• [What is required]:
Throughout the entries below, report every line where "classify" is found.

--- START ---

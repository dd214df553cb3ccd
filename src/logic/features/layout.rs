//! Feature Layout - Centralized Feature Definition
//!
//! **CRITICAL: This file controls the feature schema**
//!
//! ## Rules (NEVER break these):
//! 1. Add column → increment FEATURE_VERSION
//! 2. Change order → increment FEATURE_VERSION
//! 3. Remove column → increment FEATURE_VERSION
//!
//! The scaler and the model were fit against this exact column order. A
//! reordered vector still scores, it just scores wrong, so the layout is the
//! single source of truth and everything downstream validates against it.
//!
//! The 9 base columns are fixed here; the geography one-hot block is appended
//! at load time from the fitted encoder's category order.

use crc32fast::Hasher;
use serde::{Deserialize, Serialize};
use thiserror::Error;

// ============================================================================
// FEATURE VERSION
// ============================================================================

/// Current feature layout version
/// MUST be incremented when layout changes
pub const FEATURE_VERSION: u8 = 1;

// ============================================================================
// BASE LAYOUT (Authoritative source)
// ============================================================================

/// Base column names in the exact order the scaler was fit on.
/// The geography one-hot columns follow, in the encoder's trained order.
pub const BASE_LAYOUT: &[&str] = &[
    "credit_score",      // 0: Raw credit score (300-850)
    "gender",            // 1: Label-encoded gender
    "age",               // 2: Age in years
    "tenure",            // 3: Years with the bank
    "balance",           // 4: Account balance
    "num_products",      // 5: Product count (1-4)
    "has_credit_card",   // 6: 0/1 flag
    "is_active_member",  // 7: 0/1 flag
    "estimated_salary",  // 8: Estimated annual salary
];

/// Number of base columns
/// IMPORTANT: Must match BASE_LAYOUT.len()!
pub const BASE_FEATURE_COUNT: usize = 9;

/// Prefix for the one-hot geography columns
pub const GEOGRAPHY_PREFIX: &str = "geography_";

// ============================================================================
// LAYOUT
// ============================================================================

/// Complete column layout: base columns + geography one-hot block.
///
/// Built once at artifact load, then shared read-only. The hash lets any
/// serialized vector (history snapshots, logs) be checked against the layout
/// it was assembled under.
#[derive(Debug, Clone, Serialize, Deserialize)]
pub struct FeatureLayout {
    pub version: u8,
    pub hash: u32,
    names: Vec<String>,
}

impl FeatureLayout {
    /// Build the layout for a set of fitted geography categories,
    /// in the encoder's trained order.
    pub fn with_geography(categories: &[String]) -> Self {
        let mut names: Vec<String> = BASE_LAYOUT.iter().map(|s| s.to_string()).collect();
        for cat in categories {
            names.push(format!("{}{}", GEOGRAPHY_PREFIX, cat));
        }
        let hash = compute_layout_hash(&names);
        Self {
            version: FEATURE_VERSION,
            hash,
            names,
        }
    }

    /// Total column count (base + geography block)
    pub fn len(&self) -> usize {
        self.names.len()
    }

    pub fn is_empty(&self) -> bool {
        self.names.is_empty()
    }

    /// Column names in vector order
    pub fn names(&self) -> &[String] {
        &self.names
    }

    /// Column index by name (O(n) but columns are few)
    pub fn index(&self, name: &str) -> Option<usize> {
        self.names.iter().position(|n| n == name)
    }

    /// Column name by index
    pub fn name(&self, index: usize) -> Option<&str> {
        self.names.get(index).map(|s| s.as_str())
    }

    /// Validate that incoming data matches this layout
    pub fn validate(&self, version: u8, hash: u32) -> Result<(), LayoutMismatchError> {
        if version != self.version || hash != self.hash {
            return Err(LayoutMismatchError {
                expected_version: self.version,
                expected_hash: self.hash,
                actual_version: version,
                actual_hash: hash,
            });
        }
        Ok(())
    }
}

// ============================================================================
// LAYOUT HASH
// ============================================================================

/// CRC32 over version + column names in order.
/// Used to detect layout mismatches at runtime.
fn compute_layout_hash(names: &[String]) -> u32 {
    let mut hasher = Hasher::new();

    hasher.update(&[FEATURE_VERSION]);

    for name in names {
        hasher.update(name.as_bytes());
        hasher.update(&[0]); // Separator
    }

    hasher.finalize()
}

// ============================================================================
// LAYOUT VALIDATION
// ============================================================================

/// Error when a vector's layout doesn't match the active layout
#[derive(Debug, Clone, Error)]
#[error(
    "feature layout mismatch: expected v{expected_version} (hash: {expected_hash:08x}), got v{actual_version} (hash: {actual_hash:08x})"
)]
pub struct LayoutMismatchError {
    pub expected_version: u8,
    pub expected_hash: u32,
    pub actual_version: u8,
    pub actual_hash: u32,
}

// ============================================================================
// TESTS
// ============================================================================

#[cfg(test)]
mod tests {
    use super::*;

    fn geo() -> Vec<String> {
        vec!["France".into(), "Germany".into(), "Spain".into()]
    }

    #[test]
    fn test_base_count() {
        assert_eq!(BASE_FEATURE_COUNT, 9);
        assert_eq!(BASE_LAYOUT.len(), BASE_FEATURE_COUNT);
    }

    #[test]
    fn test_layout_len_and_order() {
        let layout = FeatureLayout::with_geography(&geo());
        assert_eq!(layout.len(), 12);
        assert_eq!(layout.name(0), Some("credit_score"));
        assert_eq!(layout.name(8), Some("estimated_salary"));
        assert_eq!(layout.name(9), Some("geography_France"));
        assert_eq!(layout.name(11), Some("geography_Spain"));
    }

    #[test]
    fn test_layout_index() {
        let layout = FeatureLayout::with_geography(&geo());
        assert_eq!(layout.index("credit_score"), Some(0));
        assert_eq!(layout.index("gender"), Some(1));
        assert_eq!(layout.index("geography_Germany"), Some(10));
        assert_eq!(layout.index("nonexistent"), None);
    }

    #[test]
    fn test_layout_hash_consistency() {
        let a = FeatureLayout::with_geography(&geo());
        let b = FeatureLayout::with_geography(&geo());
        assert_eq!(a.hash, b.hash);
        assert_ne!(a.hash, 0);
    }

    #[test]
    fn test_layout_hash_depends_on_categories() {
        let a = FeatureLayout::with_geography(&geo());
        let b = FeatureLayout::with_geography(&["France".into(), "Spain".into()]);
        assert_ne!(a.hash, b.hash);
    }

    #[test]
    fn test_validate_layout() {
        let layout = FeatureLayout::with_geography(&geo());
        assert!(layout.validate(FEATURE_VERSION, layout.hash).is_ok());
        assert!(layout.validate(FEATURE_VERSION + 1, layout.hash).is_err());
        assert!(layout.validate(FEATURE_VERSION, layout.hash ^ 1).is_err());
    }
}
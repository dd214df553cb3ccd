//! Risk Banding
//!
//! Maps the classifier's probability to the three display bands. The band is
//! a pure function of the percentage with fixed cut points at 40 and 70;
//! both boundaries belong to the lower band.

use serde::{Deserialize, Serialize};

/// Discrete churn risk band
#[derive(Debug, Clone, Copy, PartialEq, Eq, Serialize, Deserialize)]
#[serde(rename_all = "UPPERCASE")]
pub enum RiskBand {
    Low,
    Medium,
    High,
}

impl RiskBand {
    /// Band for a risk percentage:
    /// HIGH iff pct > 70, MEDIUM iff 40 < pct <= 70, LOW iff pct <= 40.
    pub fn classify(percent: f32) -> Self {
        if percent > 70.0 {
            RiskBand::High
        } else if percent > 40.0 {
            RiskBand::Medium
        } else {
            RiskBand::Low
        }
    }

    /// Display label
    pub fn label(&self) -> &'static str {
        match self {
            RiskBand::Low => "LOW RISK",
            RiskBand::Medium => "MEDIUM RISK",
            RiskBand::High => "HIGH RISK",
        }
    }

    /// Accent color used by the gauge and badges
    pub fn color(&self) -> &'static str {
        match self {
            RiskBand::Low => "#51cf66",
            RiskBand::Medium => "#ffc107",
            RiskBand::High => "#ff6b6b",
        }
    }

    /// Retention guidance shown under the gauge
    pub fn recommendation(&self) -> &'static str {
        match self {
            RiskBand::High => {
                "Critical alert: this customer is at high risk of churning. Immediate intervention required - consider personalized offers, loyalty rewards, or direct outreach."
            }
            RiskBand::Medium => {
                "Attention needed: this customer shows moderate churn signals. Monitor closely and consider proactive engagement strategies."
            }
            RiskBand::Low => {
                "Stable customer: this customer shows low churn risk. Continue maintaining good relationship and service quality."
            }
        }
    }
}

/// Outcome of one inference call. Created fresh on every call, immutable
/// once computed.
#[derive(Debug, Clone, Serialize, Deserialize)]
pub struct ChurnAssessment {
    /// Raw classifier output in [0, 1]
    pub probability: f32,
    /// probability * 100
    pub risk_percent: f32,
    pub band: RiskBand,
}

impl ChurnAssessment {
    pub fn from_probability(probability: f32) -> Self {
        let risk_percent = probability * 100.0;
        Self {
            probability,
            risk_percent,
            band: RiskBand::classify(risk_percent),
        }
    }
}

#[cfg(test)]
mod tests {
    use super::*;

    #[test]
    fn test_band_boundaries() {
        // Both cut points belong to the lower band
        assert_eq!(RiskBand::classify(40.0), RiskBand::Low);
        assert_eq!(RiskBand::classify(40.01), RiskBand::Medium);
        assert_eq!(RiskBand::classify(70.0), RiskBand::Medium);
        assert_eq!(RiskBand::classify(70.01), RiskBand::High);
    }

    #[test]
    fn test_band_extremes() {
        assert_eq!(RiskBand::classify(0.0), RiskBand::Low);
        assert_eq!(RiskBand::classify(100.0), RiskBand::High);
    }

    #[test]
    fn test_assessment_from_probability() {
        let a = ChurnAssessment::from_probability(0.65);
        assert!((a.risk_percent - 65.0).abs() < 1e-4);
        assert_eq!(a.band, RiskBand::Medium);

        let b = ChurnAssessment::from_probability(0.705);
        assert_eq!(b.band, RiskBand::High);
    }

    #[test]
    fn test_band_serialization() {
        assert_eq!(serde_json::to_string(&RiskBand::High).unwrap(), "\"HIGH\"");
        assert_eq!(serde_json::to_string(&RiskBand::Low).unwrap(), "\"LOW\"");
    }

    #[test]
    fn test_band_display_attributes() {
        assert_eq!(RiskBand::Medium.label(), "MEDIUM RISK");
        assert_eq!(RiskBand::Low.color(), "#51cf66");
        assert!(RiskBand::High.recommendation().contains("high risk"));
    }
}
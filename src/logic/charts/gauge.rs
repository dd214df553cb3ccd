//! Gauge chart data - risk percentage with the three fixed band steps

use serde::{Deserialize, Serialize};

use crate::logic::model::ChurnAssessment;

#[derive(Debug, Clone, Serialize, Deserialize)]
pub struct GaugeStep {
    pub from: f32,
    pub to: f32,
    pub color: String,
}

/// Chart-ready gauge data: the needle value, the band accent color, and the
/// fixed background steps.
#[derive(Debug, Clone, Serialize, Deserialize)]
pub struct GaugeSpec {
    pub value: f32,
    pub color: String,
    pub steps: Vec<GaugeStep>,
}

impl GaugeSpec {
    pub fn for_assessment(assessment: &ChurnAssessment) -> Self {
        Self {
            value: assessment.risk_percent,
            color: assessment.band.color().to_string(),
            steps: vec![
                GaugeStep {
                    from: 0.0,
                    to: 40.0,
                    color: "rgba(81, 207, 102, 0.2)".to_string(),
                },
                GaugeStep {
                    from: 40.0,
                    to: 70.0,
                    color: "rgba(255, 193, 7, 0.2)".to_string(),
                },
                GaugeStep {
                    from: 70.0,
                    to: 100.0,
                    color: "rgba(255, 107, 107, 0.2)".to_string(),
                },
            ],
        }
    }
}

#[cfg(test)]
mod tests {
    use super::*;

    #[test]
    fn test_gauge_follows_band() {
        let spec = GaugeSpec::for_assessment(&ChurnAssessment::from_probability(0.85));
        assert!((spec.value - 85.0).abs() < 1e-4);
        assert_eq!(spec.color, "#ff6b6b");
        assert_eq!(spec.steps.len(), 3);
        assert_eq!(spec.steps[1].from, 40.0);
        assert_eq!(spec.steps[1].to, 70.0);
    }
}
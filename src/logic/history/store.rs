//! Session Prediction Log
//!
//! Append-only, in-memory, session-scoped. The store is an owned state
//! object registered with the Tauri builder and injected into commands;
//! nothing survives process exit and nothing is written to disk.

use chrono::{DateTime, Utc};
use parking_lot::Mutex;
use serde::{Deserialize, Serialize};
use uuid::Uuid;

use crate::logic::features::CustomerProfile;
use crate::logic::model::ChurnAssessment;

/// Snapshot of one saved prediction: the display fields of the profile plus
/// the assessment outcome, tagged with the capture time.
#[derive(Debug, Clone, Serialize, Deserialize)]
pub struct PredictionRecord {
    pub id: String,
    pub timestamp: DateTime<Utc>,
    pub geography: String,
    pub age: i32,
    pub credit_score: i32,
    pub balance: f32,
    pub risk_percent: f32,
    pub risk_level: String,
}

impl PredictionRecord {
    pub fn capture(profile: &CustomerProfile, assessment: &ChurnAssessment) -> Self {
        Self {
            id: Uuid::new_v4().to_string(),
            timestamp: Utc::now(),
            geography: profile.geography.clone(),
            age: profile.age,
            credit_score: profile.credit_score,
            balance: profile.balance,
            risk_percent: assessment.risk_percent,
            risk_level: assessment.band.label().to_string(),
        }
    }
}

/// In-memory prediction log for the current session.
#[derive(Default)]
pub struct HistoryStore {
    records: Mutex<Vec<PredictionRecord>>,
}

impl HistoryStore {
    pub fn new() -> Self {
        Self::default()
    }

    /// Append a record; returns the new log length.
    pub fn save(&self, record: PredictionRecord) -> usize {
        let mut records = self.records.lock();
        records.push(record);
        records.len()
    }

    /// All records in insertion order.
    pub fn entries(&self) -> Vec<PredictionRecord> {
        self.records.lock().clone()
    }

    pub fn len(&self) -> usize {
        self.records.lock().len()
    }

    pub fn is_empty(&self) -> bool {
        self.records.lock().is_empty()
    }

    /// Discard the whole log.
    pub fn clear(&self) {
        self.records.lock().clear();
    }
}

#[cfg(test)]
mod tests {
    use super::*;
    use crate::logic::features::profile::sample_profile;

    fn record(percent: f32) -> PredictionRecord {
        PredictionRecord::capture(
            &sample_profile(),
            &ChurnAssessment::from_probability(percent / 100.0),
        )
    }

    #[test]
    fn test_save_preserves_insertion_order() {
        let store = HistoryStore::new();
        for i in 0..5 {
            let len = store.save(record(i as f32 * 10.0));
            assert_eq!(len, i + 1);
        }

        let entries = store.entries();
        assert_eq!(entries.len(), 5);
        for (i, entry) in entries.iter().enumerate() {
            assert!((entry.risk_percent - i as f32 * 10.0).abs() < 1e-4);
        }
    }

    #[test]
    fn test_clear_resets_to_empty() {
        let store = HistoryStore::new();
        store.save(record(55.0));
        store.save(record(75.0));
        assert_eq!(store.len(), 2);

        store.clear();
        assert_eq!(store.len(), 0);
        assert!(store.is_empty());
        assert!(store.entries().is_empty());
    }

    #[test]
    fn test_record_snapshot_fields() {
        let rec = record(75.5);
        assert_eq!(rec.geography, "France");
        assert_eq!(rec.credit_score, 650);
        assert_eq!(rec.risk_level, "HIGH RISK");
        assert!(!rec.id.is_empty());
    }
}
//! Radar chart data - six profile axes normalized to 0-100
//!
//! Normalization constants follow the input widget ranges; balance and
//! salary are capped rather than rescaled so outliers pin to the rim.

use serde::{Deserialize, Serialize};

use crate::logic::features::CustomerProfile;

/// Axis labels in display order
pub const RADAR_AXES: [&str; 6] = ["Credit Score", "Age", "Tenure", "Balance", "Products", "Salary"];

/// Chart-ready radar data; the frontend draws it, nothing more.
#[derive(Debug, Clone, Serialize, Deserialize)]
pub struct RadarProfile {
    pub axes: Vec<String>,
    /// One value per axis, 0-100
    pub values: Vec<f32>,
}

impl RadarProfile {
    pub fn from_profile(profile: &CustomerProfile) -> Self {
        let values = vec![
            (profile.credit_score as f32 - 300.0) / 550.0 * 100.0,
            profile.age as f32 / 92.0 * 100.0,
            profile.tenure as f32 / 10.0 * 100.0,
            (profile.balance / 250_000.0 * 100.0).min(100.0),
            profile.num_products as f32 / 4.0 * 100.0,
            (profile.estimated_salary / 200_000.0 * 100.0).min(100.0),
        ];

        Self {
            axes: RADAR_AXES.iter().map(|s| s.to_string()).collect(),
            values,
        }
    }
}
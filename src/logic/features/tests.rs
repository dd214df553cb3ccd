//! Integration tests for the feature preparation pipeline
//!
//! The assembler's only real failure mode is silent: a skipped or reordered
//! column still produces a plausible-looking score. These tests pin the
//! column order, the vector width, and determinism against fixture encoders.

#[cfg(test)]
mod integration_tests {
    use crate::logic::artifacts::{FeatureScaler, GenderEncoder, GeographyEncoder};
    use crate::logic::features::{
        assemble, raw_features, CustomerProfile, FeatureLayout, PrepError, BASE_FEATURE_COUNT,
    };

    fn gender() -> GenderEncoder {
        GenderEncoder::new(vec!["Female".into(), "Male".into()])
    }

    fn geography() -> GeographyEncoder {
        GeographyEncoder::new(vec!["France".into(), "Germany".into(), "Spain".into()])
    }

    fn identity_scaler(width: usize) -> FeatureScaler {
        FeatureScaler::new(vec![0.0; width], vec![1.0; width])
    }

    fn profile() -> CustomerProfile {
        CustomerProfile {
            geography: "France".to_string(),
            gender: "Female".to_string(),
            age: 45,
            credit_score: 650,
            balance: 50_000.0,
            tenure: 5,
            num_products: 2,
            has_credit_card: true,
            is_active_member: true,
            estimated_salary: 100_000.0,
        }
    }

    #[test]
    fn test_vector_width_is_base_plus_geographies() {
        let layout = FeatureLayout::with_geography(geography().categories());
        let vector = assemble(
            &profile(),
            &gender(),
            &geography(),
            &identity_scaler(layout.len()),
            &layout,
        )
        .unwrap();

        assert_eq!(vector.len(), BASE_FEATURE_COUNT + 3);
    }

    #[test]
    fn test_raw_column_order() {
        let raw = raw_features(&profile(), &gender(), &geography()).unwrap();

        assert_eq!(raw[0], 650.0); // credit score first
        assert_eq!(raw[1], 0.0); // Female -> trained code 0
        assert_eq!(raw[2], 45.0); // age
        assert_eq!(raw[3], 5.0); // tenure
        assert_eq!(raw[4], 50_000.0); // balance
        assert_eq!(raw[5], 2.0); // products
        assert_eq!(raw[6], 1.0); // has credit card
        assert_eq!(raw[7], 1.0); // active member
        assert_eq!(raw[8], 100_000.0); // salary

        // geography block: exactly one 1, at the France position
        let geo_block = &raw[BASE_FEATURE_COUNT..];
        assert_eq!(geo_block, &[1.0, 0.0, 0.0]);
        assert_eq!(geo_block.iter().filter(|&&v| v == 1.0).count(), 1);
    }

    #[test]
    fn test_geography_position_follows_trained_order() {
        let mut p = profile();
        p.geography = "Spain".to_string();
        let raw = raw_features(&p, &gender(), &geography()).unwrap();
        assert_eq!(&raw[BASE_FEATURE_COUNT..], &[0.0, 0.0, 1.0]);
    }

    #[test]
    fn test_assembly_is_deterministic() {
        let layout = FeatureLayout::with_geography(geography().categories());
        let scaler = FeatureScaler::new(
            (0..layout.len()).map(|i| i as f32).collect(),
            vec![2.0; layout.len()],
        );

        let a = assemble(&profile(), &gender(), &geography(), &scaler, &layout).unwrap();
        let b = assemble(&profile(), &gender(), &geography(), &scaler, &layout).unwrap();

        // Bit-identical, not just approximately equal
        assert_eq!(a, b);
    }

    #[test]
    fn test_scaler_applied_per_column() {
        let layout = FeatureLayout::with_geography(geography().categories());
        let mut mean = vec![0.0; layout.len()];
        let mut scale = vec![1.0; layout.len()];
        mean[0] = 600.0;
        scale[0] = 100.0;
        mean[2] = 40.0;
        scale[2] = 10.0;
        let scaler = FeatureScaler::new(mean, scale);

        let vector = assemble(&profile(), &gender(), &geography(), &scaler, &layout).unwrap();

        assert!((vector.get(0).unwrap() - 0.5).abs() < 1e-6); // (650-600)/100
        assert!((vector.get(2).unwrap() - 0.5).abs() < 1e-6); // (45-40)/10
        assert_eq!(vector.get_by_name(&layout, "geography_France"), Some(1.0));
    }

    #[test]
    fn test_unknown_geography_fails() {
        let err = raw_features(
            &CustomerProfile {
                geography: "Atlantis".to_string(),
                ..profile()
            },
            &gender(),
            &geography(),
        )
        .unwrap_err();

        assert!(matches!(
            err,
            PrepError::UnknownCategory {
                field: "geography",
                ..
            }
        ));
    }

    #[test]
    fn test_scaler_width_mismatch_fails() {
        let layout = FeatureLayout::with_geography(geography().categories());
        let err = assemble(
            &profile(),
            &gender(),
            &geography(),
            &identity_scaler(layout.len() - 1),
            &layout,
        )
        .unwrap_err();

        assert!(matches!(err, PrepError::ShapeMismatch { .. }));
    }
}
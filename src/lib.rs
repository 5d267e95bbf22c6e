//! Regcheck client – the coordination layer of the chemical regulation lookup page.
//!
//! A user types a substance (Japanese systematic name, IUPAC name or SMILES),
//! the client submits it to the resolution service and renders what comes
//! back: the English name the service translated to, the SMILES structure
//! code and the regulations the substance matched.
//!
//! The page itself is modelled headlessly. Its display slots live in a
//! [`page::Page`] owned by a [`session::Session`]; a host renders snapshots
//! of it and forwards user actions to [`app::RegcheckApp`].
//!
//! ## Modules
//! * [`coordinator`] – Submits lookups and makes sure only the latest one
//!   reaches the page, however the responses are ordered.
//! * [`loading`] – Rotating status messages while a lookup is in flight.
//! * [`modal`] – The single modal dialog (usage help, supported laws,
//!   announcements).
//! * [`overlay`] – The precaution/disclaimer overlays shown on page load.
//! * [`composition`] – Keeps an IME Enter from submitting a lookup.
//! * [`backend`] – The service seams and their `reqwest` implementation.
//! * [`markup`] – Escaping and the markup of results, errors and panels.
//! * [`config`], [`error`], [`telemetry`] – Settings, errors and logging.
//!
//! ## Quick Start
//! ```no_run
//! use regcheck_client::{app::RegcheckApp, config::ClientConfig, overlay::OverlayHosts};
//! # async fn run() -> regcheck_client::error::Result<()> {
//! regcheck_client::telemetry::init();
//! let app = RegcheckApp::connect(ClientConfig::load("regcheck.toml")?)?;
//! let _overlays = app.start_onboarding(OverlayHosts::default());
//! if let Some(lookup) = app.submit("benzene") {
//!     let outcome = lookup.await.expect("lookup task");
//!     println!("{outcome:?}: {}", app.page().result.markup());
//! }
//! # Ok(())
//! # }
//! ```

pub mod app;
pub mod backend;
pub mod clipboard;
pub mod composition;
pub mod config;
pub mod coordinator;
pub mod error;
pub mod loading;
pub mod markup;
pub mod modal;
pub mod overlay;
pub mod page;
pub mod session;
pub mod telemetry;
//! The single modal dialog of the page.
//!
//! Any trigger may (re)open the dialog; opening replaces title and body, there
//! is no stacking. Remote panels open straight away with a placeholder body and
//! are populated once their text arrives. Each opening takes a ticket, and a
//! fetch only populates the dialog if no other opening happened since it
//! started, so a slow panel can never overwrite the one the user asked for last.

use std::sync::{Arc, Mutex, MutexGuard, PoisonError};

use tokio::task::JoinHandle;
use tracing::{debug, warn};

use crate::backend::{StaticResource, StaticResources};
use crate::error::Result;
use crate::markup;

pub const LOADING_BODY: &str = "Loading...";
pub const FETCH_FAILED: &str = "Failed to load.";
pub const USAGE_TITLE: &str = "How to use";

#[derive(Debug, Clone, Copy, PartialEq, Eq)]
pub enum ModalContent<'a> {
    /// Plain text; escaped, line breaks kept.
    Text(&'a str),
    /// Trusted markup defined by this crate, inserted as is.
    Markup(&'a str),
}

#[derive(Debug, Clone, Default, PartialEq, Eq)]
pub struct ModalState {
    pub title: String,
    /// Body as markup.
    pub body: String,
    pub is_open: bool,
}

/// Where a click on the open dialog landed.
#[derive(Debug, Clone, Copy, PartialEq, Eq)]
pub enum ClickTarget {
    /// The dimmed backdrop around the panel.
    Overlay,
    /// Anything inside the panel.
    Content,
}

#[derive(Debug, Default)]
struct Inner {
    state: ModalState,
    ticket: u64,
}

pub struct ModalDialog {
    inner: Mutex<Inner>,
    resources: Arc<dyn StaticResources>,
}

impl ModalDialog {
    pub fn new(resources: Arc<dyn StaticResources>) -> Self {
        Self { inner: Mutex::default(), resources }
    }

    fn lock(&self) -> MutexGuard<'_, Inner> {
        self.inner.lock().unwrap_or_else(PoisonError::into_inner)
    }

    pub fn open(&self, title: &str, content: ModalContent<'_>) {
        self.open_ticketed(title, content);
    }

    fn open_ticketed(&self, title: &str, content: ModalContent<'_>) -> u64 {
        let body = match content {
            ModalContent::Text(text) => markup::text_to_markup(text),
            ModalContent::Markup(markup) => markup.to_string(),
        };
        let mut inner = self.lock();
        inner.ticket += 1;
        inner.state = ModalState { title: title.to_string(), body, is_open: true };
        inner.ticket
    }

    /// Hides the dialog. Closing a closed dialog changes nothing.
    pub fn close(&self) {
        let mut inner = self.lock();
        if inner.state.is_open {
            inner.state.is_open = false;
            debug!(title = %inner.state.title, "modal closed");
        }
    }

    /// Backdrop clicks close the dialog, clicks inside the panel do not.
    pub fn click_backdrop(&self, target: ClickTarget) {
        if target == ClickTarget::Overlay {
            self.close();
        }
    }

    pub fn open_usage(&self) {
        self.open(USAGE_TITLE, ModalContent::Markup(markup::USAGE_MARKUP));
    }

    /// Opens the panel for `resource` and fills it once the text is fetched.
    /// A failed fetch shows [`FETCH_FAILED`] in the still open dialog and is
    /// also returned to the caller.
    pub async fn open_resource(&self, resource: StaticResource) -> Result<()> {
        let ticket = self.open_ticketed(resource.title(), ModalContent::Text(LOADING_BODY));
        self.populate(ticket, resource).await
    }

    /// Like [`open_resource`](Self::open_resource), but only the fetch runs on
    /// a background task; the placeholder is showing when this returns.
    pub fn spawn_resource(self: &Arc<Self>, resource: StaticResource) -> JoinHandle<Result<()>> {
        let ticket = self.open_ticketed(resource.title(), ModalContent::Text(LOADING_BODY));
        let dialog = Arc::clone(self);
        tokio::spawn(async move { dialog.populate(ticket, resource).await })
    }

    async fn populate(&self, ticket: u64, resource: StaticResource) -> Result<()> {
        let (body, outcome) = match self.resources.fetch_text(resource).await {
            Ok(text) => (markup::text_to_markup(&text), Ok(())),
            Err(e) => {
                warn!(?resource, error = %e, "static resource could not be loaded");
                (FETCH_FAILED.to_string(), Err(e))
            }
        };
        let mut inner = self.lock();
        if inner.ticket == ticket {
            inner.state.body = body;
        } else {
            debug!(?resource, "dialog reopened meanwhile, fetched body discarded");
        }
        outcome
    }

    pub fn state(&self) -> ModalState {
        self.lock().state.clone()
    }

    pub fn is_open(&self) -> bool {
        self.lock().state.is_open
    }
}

--- END ---

• [Completed task]:
    pub fn classify(percent: f32) -> Self {
            band: RiskBand::classify(risk_percent),
        assert_eq!(RiskBand::classify(40.0), RiskBand::Low);
        assert_eq!(RiskBand::classify(40.01), RiskBand::Medium);
        assert_eq!(RiskBand::classify(70.0), RiskBand::Medium);
        assert_eq!(RiskBand::classify(70.01), RiskBand::High);
        assert_eq!(RiskBand::classify(0.0), RiskBand::Low);
        assert_eq!(RiskBand::classify(100.0), RiskBand::High);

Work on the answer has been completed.